The most formidable of the harbor defences were the Island Battery, to which attention has been called in a previous chapter, the Circular Battery, a work situated at the extreme northwest corner of the city walls, and forming the reverse face of the powerful Dauphin Bastion, from which the West Gate of the city opened, with the Water Battery, or Batterie de la Gréve, placed at the opposite angle of the harbor shore.[19] The cross-fire from these two batteries effectually raked the whole harbor from shore to shore, but it was by no means so dangerous as that of the Island Battery, where ships must pass within point-blank range of the heaviest artillery.

Such, then, was the admirable system of harbor defences still remaining intact, even after the fall of the Royal Battery.

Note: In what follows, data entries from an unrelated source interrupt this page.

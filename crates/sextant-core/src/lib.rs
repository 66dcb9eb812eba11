//! Core types for Sextant.
//!
//! Document coordinates ([`Position`], [`Range`]), the offset index over a
//! document ([`TextDocument`]) and the diagnostics produced for it
//! ([`Diagnostic`], [`DiagnosticList`]).

pub mod diagnostic;
pub mod document;
pub mod position;

pub use diagnostic::{Diagnostic, DiagnosticList, DiagnosticSeverity};
pub use document::{BadLocation, TextDocument};
pub use position::{Position, Range};
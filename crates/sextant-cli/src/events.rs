//! Recorded error events.
//!
//! The CLI replays error events stored as TOML, one `[[event]]` table per
//! report:
//!
//! ```toml
//! [[event]]
//! domain = "http://www.w3.org/TR/1998/REC-xml-19980210"
//! key = "ETagRequired"
//! arguments = ["child"]
//! severity = "fatal-error"
//! location = { character_offset = 24, line = 3, column = 8 }
//! exception = "XML document structures must start and end within the same entity."
//! ```

use std::{fs, path::Path};

use log::debug;
use serde::Deserialize;

use sextant::{
    SextantError,
    event::{Argument, ErrorEvent, ParserSeverity, RawLocation},
};

#[derive(Debug, Deserialize)]
#[serde(deny_unknown_fields)]
struct EventFile {
    #[serde(default, rename = "event")]
    events: Vec<EventRecord>,
}

#[derive(Debug, Deserialize)]
#[serde(deny_unknown_fields)]
struct EventRecord {
    domain: String,
    key: String,
    #[serde(default)]
    arguments: Vec<Argument>,
    severity: ParserSeverity,
    location: Option<RawLocation>,
    /// Message of the engine exception behind the report.
    exception: Option<String>,
}

impl From<EventRecord> for ErrorEvent {
    fn from(record: EventRecord) -> Self {
        let mut event = ErrorEvent::new(record.domain, record.key, record.severity)
            .with_arguments(record.arguments);
        if let Some(location) = record.location {
            event = event.with_location(location);
        }
        if let Some(exception) = record.exception {
            event = event.with_exception(exception);
        }
        event
    }
}

/// Parse recorded error events.
///
/// # Errors
///
/// Returns [`SextantError::Events`] if `content` is not a valid events file.
pub fn parse_events(content: &str) -> Result<Vec<ErrorEvent>, SextantError> {
    let file: EventFile =
        toml::from_str(content).map_err(|err| SextantError::Events(err.to_string()))?;
    debug!(count = file.events.len(); "Parsed error events");

    Ok(file.events.into_iter().map(ErrorEvent::from).collect())
}

/// Read and parse an events file.
///
/// # Errors
///
/// Returns [`SextantError::Io`] if the file cannot be read and
/// [`SextantError::Events`] if it cannot be parsed.
pub fn load_events(path: impl AsRef<Path>) -> Result<Vec<ErrorEvent>, SextantError> {
    let content = fs::read_to_string(path)?;
    parse_events(&content)
}
//! Character-level scanning of XML markup.
//!
//! Range resolvers use the [`Scanner`] to find the tag, attribute or entity
//! reference an error refers to. The scanner does not parse XML: it walks the
//! raw text around an offset and tolerates the malformed markup the errors
//! are about.

use std::ops::Range;

/// A half-open character-offset span.
pub(crate) type Span = Range<usize>;

/// An attribute found inside a start tag.
#[derive(Debug, Clone, PartialEq, Eq)]
pub(crate) struct Attribute {
    pub(crate) name: Span,
    /// Value span including its quotes; `None` when the attribute has no `=`
    /// or no opening quote.
    pub(crate) value: Option<Span>,
}

/// Scanner over the characters of a document.
pub(crate) struct Scanner {
    chars: Vec<char>,
}

impl Scanner {
    pub(crate) fn new(text: &str) -> Self {
        Self {
            chars: text.chars().collect(),
        }
    }

    /// Name of the nearest start tag named `name` opening at or before `offset`.
    pub(crate) fn named_start_tag_before(&self, offset: usize, name: &str) -> Option<Span> {
        self.start_tags_before(offset)
            .filter_map(|lt| self.name_at(lt + 1))
            .find(|span| self.matches_name(span, name))
    }

    /// Name of the nearest start tag named `name` that is still open at
    /// `offset`. Same-named elements closed before `offset` and empty-element
    /// tags are skipped.
    pub(crate) fn unclosed_start_tag_before(&self, offset: usize, name: &str) -> Option<Span> {
        let end = offset.saturating_add(1).min(self.chars.len());
        let mut depth = 0usize;
        for i in (0..end).rev() {
            if self.chars[i] != '<' {
                continue;
            }
            if self.get(i + 1) == Some('/') {
                if self
                    .name_at(i + 2)
                    .is_some_and(|span| self.matches_name(&span, name))
                {
                    depth += 1;
                }
                continue;
            }

            let Some(span) = self.name_at(i + 1) else {
                continue;
            };
            if !self.matches_name(&span, name) || self.is_empty_element_tag(i) {
                continue;
            }
            if depth == 0 {
                return Some(span);
            }
            depth -= 1;
        }
        None
    }

    /// Name of the nearest end tag opening at or before `offset`.
    pub(crate) fn end_tag_name_before(&self, offset: usize) -> Option<Span> {
        let lt = self.end_tag_before(offset)?;
        self.name_at(lt + 2)
    }

    /// Text between the nearest end tag at or before `offset` and the markup
    /// preceding it. `None` when that text is empty.
    pub(crate) fn content_before_end_tag(&self, offset: usize) -> Option<Span> {
        let lt = self.end_tag_before(offset)?;
        let gt = (0..lt).rev().find(|&i| self.chars[i] == '>')?;
        (gt + 1 < lt).then(|| gt + 1..lt)
    }

    /// Name of the document's root start tag.
    pub(crate) fn root_start_tag_name(&self) -> Option<Span> {
        let lt = self.root_start_tag()?;
        self.name_at(lt + 1)
    }

    /// Attribute `name` of the document's root start tag.
    pub(crate) fn root_attribute(&self, name: &str) -> Option<Attribute> {
        let lt = self.root_start_tag()?;
        self.attributes(lt)
            .into_iter()
            .find(|attribute| self.matches_name(&attribute.name, name))
    }

    /// Attribute `name` of the nearest start tag opening at or before
    /// `offset` that carries it. When the tag repeats the attribute, the last
    /// occurrence starting at or before `offset` wins.
    ///
    /// A stray `<` inside an attribute value looks like a start tag, so tags
    /// without the attribute are skipped.
    pub(crate) fn attribute_before(&self, offset: usize, name: &str) -> Option<Attribute> {
        self.start_tags_before(offset).find_map(|lt| {
            self.attributes(lt)
                .into_iter()
                .rev()
                .filter(|attribute| attribute.name.start <= offset)
                .find(|attribute| self.matches_name(&attribute.name, name))
        })
    }

    /// Entity reference (`&name;` or an unterminated `&name`) ending at or
    /// around `offset`.
    pub(crate) fn entity_reference_before(&self, offset: usize) -> Option<Span> {
        let start = offset.min(self.chars.len().checked_sub(1)?);
        let mut i = start;
        loop {
            match self.chars[i] {
                '&' => break,
                ch if is_name_char(ch) || (i == start && ch == ';') => {}
                _ => return None,
            }
            i = i.checked_sub(1)?;
        }

        let name = self.name_at(i + 1)?;
        let end = if self.get(name.end) == Some(';') {
            name.end + 1
        } else {
            name.end
        };
        Some(i..end)
    }

    /// Offsets of `<` opening a start tag, nearest to `offset` first.
    fn start_tags_before(&self, offset: usize) -> impl Iterator<Item = usize> + '_ {
        let end = offset.saturating_add(1).min(self.chars.len());
        (0..end)
            .rev()
            .filter(|&i| self.chars[i] == '<' && self.get(i + 1).is_some_and(is_name_start))
    }

    fn end_tag_before(&self, offset: usize) -> Option<usize> {
        let end = offset.saturating_add(1).min(self.chars.len());
        (0..end)
            .rev()
            .find(|&i| self.chars[i] == '<' && self.get(i + 1) == Some('/'))
    }

    /// Returns `true` if the start tag opening at `lt` ends with `/>`.
    fn is_empty_element_tag(&self, lt: usize) -> bool {
        (lt + 1..self.chars.len())
            .find(|&i| matches!(self.chars[i], '<' | '>'))
            .is_some_and(|gt| self.chars[gt] == '>' && self.chars[gt - 1] == '/')
    }

    /// Offset of the `<` opening the root element, skipping the prolog.
    fn root_start_tag(&self) -> Option<usize> {
        let mut i = 0;
        while i < self.chars.len() {
            if self.starts_with(i, "<!--") {
                i = self.find_from(i + 4, "-->").map_or(self.chars.len(), |end| end + 3);
                continue;
            }
            if self.chars[i] == '<' && self.get(i + 1).is_some_and(is_name_start) {
                return Some(i);
            }
            i += 1;
        }
        None
    }

    /// Attributes of the start tag opening at `lt`.
    fn attributes(&self, lt: usize) -> Vec<Attribute> {
        let mut attributes = Vec::new();
        let Some(tag_name) = self.name_at(lt + 1) else {
            return attributes;
        };

        let mut i = tag_name.end;
        loop {
            i = self.skip_whitespace(i);
            let Some(name) = self.name_at(i) else {
                break;
            };

            i = self.skip_whitespace(name.end);
            let mut value = None;
            if self.get(i) == Some('=') {
                i = self.skip_whitespace(i + 1);
                if let Some(quote @ ('"' | '\'')) = self.get(i) {
                    // An unterminated value stops at the next markup.
                    let end = (i + 1..self.chars.len())
                        .find(|&j| self.chars[j] == quote || self.chars[j] == '<')
                        .map_or(self.chars.len(), |j| {
                            if self.chars[j] == quote { j + 1 } else { j }
                        });
                    value = Some(i..end);
                    i = end;
                }
            }

            attributes.push(Attribute { name, value });
        }

        attributes
    }

    fn name_at(&self, start: usize) -> Option<Span> {
        if !self.get(start).is_some_and(is_name_start) {
            return None;
        }
        let end = (start..self.chars.len())
            .find(|&i| !is_name_char(self.chars[i]))
            .unwrap_or(self.chars.len());
        Some(start..end)
    }

    /// Compare a span with `name`. An unprefixed `name` also matches the
    /// local part of a prefixed name.
    fn matches_name(&self, span: &Span, name: &str) -> bool {
        let found: String = self.chars[span.clone()].iter().collect();
        if found == name {
            return true;
        }
        !name.contains(':') && found.rsplit(':').next() == Some(name)
    }

    fn skip_whitespace(&self, mut i: usize) -> usize {
        while self.get(i).is_some_and(char::is_whitespace) {
            i += 1;
        }
        i
    }

    fn starts_with(&self, at: usize, pattern: &str) -> bool {
        pattern
            .chars()
            .enumerate()
            .all(|(k, ch)| self.get(at + k) == Some(ch))
    }

    fn find_from(&self, from: usize, pattern: &str) -> Option<usize> {
        (from..self.chars.len()).find(|&i| self.starts_with(i, pattern))
    }

    fn get(&self, i: usize) -> Option<char> {
        self.chars.get(i).copied()
    }
}

fn is_name_start(ch: char) -> bool {
    ch.is_alphabetic() || ch == '_' || ch == ':'
}

fn is_name_char(ch: char) -> bool {
    ch.is_alphanumeric() || matches!(ch, '_' | ':' | '-' | '.')
}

Instead, therefore, of concentrating his whole fire upon one or two points, in his front, with a view of breaching the walls in the shortest time, and of storming the city at the head of his troops, Pepperell was made to throw half his available fire upon the batteries that were not at all in his own way, though they blocked the way to the fleet.[20]

It will be seen that these circumstances imposed upon Pepperell a task of no little magnitude. They compelled him to attack the very strongest, instead of the weakest, parts of the fortress, and necessarily confined the siege operations within a comparatively small space of the enemy’s long line.

No time was lost in getting the siege train over from Gabarus Bay to the positions marked out for erecting the breaching batteries. The infinite labor involved in doing this can hardly be understood except by those who have themselves gone over the ground. Every gun and every pound of provisions and ammunition had to be dragged two miles, through marshes and over rocks, to the allotted stations. This transit being impracticable for wheel-carriages, sledges were constructed by Lieutenant-Colonel Meserve of the New Hampshire regiment, to which relays of men harnessed themselves in turn, as they do in Arctic journeys, and in this way the cannon, mortars, and stores were slowly dragged through the spongy turf, where the mud was frequently knee-deep, to the trenches before Louisburg. None but the rugged yeomen of New England—men inured to all sorts of outdoor labor in woods and fields—could have successfully accomplished such a herculean task. But such severe toil as this was soon put half the army in the hospitals.

Nova Scotia freed of Invaders.

By the 5th of May Pepperell had got two mortar-batteries playing upon the city from the base of Green Hill, over which the road passes to Sydney. Meantime, Duchambon, seeing himself blockaded both by sea and by land, had hurriedly sent off an express to recall the troops that had gone out some time before against Annapolis, in concert with a force sent from Quebec, little dreaming that he himself would soon be attacked.[21] The first fruits of Shirley’s sagacity ripened thus early in relieving Nova Scotia from invasion.

First Sabbath in Camp.

The 5th being Sunday, divine service was held in the chapel of the Royal Battery. Pepperell’s hardy New Englanders listened to the first Protestant sermon ever preached, perhaps, on the island of Cape Breton, from the well-chosen text “Enter into His gates with thanksgiving, and into His courts with praise.” After their devotions were over, we are told that the troops “fired smartly at the city.”

Meantime, also, Colonel Moulton, who had been left at Canso for the purpose, rejoined the army after destroying St. Peter’s. Two sallies made by the enemy against the nearest mortar-battery had been repulsed. Its fire, augmented by some forty-two-pounders taken from the Royal Battery, already much distressed the garrison, its balls coming against the caserns and into the town, where they traversed the streets from end to end, and riddled the houses in their passage. It never ceased firing during the siege. In his report Duchambon calls it the most dangerous of any that the besiegers raised.